__Activity__
Your task is to restate word for word the line containing "if len < MIN_SAMPLES_FOR_VELOCITY" and each line that follows it in the listing, and only those.
*****
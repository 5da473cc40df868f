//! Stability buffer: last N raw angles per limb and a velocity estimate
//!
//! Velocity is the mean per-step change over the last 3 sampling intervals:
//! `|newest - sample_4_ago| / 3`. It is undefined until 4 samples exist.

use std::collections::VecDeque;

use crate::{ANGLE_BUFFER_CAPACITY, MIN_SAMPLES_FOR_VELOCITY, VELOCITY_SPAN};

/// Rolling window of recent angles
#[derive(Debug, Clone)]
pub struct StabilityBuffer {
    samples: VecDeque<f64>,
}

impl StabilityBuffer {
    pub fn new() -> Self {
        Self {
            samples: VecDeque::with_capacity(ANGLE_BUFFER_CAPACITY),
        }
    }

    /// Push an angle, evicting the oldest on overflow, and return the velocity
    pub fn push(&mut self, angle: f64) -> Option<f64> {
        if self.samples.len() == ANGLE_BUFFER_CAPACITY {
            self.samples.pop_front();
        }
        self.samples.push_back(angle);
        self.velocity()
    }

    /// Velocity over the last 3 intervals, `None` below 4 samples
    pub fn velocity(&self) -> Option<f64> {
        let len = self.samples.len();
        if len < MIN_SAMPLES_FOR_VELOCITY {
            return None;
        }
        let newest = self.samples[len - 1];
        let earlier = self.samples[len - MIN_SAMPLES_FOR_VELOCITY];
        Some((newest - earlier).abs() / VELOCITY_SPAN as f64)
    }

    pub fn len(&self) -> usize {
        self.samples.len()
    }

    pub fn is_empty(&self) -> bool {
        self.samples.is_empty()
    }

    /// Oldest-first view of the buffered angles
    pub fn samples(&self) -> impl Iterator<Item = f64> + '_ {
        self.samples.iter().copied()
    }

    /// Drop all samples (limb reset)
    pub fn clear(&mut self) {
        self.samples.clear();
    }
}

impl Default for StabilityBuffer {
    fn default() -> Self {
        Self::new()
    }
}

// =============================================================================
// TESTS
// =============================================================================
*****
__Task solution__
        if len < MIN_SAMPLES_FOR_VELOCITY {
            return None;
        }
        let newest = self.samples[len - 1];
        let earlier = self.samples[len - MIN_SAMPLES_FOR_VELOCITY];
        Some((newest - earlier).abs() / VELOCITY_SPAN as f64)
    }

    pub fn len(&self) -> usize {
        self.samples.len()
    }

    pub fn is_empty(&self) -> bool {
        self.samples.is_empty()
    }

    /// Oldest-first view of the buffered angles
    pub fn samples(&self) -> impl Iterator<Item = f64> + '_ {
        self.samples.iter().copied()
    }

    /// Drop all samples (limb reset)
    pub fn clear(&mut self) {
        self.samples.clear();
    }
}

impl Default for StabilityBuffer {
    fn default() -> Self {
        Self::new()
    }
}

// =============================================================================
// TESTS
// =============================================================================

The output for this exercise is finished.